In our field, there’s a recognition that everybody is different. What might be an unsafe working speed for one rad could be a typical day, or even slow or boring for another. Then there is the matter of environment and infrastructure. If you’re given a highly efficient workstation, a list of studies you’re good at reading, and a sequestered workspace where you won’t be disturbed, you have everything you need to go faster than a rad with a crummy PACS that frequently crashes, exams outside of his or her comfort zone, and a constant parade of clinicians, techs, and other rads knocking at the door and ringing the phone.

That said, our roadway system for speed limits seems overly simplistic. Of course, some drivers are more capable than others. Similarly, some vehicles are more reliably handled at higher velocity, are better equipped for safety in case of accident, etc. Plus, there are differences in driving conditions such as time of day/night, weather, who else is on the road, etc.

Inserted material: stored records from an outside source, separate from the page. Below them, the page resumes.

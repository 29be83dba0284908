//! Sidebar configuration.
//!
//! Every field has a default matching the stock markup, so hosts only spell
//! out what differs. The browser entry point reads the JSON form from an
//! inline `<script type="application/json">` block.

use serde::{Deserialize, Serialize};

use crate::consts::{
    ACTIVE_CLASS, DARK_MODE_LABEL, HIDDEN_CLASS, LIGHT_MODE_LABEL, MOBILE_BREAKPOINT_PX, MOON_ICON_CLASS,
    NAV_RESET_DELAY_MS, SUN_ICON_CLASS, THEME_ATTRIBUTE, THEME_STORAGE_KEY,
};
use crate::error::{SidebarError, SidebarResult};
use crate::ui::Role;

#[cfg(test)]
#[path = "config_test.rs"]
mod config_test;

/// What happens to a pending reset-to-main when the panel reopens.
#[derive(Debug, Clone, Copy, Default, PartialEq, Eq, Serialize, Deserialize)]
#[serde(rename_all = "snake_case")]
pub enum ResetPolicy {
    /// Reopening cancels the pending reset.
    #[default]
    CancelOnOpen,
    /// Pending resets always fire, even if the user has reopened the panel
    /// and entered a submenu in the meantime.
    Preserve,
}

#[derive(Debug, Clone, PartialEq, Serialize, Deserialize)]
#[serde(default)]
pub struct SidebarConfig {
    /// Viewport width at or below which navigation closes the panel.
    pub breakpoint_px: f64,
    pub nav_reset_delay_ms: u32,
    pub reset_policy: ResetPolicy,
    pub classes: ClassNames,
    pub theme: ThemeConfig,
    pub selectors: Selectors,
}

impl Default for SidebarConfig {
    fn default() -> Self {
        Self {
            breakpoint_px: MOBILE_BREAKPOINT_PX,
            nav_reset_delay_ms: NAV_RESET_DELAY_MS,
            reset_policy: ResetPolicy::default(),
            classes: ClassNames::default(),
            theme: ThemeConfig::default(),
            selectors: Selectors::default(),
        }
    }
}

impl SidebarConfig {
    /// Parse and validate a JSON config. Missing fields take defaults.
    ///
    /// # Errors
    ///
    /// Returns [`SidebarError::ConfigParse`] for malformed JSON and
    /// [`SidebarError::InvalidConfig`] for values that fail [`Self::validate`].
    pub fn from_json(raw: &str) -> SidebarResult<Self> {
        let config: Self = serde_json::from_str(raw)?;
        config.validate()?;
        Ok(config)
    }

    /// Reject values the controller cannot work with.
    ///
    /// # Errors
    ///
    /// Returns [`SidebarError::InvalidConfig`] naming the first bad field.
    pub fn validate(&self) -> SidebarResult<()> {
        if !self.breakpoint_px.is_finite() || self.breakpoint_px < 0.0 {
            return Err(invalid(format!("breakpoint_px must be a finite non-negative width, got {}", self.breakpoint_px)));
        }
        require_token("classes.active", &self.classes.active)?;
        require_token("classes.hidden", &self.classes.hidden)?;
        require_non_empty("theme.storage_key", &self.theme.storage_key)?;
        require_non_empty("theme.attribute", &self.theme.attribute)?;
        require_non_empty("selectors.submenu_attribute", &self.selectors.submenu_attribute)?;
        Ok(())
    }
}

fn invalid(message: String) -> SidebarError {
    SidebarError::InvalidConfig(message)
}

fn require_non_empty(field: &str, value: &str) -> SidebarResult<()> {
    if value.trim().is_empty() {
        return Err(invalid(format!("{field} must not be empty")));
    }
    Ok(())
}

/// Class names go through `classList`, which rejects whitespace.
fn require_token(field: &str, value: &str) -> SidebarResult<()> {
    require_non_empty(field, value)?;
    if value.chars().any(char::is_whitespace) {
        return Err(invalid(format!("{field} must be a single class name, got '{value}'")));
    }
    Ok(())
}

#[derive(Debug, Clone, PartialEq, Eq, Serialize, Deserialize)]
#[serde(default)]
pub struct ClassNames {
    /// Marks the open panel, its toggle and overlay, the visible submenu,
    /// and the link for the current page.
    pub active: String,
    /// Hides the main view while a submenu is showing.
    pub hidden: String,
}

impl Default for ClassNames {
    fn default() -> Self {
        Self { active: ACTIVE_CLASS.to_owned(), hidden: HIDDEN_CLASS.to_owned() }
    }
}

/// Icon class and label shown on the theme control.
#[derive(Debug, Clone, PartialEq, Eq, Serialize, Deserialize)]
pub struct ThemeAppearance {
    pub icon_class: String,
    pub label: String,
}

#[derive(Debug, Clone, PartialEq, Eq, Serialize, Deserialize)]
#[serde(default)]
pub struct ThemeConfig {
    pub storage_key: String,
    /// Attribute on the document element that carries the theme name.
    pub attribute: String,
    /// Control appearance while the light theme is active (offers dark).
    pub light: ThemeAppearance,
    /// Control appearance while the dark theme is active (offers light).
    pub dark: ThemeAppearance,
}

impl Default for ThemeConfig {
    fn default() -> Self {
        Self {
            storage_key: THEME_STORAGE_KEY.to_owned(),
            attribute: THEME_ATTRIBUTE.to_owned(),
            light: ThemeAppearance { icon_class: MOON_ICON_CLASS.to_owned(), label: DARK_MODE_LABEL.to_owned() },
            dark: ThemeAppearance { icon_class: SUN_ICON_CLASS.to_owned(), label: LIGHT_MODE_LABEL.to_owned() },
        }
    }
}

/// CSS selectors locating each role in the page.
#[derive(Debug, Clone, PartialEq, Eq, Serialize, Deserialize)]
#[serde(default)]
pub struct Selectors {
    pub toggle: String,
    pub panel: String,
    pub overlay: String,
    pub main_menu: String,
    pub submenu_trigger: String,
    pub submenu_back: String,
    pub nav_item: String,
    pub theme_toggle: String,
    pub theme_icon: String,
    pub theme_label: String,
    /// Submenu views are looked up by element id `{prefix}{submenu id}`.
    pub submenu_id_prefix: String,
    /// Attribute on a trigger naming the submenu it opens.
    pub submenu_attribute: String,
}

impl Default for Selectors {
    fn default() -> Self {
        Self {
            toggle: "#sidebar-toggle".to_owned(),
            panel: "#sidebar-menu".to_owned(),
            overlay: "#sidebar-overlay".to_owned(),
            main_menu: "#sidebar-menu-main".to_owned(),
            submenu_trigger: ".sidebar-submenu-trigger".to_owned(),
            submenu_back: ".sidebar-submenu-back".to_owned(),
            nav_item: ".sidebar-nav-item[href], .sidebar-footer-item".to_owned(),
            theme_toggle: "#theme-toggle".to_owned(),
            theme_icon: "#theme-icon".to_owned(),
            theme_label: "#theme-text".to_owned(),
            submenu_id_prefix: "sidebar-submenu-".to_owned(),
            submenu_attribute: "data-submenu".to_owned(),
        }
    }
}

impl Selectors {
    #[must_use]
    pub fn for_role(&self, role: Role) -> &str {
        match role {
            Role::Toggle => &self.toggle,
            Role::Panel => &self.panel,
            Role::Overlay => &self.overlay,
            Role::MainMenu => &self.main_menu,
            Role::SubmenuTrigger => &self.submenu_trigger,
            Role::SubmenuBack => &self.submenu_back,
            Role::NavItem => &self.nav_item,
            Role::ThemeToggle => &self.theme_toggle,
            Role::ThemeIcon => &self.theme_icon,
            Role::ThemeLabel => &self.theme_label,
        }
    }

    /// Element id of the submenu view for `id`.
    #[must_use]
    pub fn submenu_element_id(&self, id: &str) -> String {
        format!("{}{id}", self.submenu_id_prefix)
    }
}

But a speed limit somehow gets determined for each road and it applies to everybody. I guess there’s really no other logistically sensible way to do it. Even if there were, our society likes to believe that everybody should abide by the same rules no matter how frequently that fails to be the case. If you merely suggested that someone with a better/safer car and proven superior driving skills should be allowed to go faster than others, you would probably get tarred and feathered for being an elitist.

I wonder how long it will be before some politico or other grandstander in the social arena decides to make this his or her cause celebre. “We need to rein in these doctors! They get paid for each case they do. What is to stop them from going too fast and risking patients’ lives? The rest of society lives with reasonable speed limits because we know that driving too fast is dangerous. Why shouldn’t doctors have to live with the same rules we do?”

Probably the only reason it hasn’t happened already is that the whole fee-for-service system — and its “death by a thousand cuts” whittling away at reimbursements — depends on the notion that we can work a little more, a little harder, a little faster, to make up for each time radiology’s RVUs get hacked at. Take that away and the current radiologist shortage will look like a glut compared to what happens next.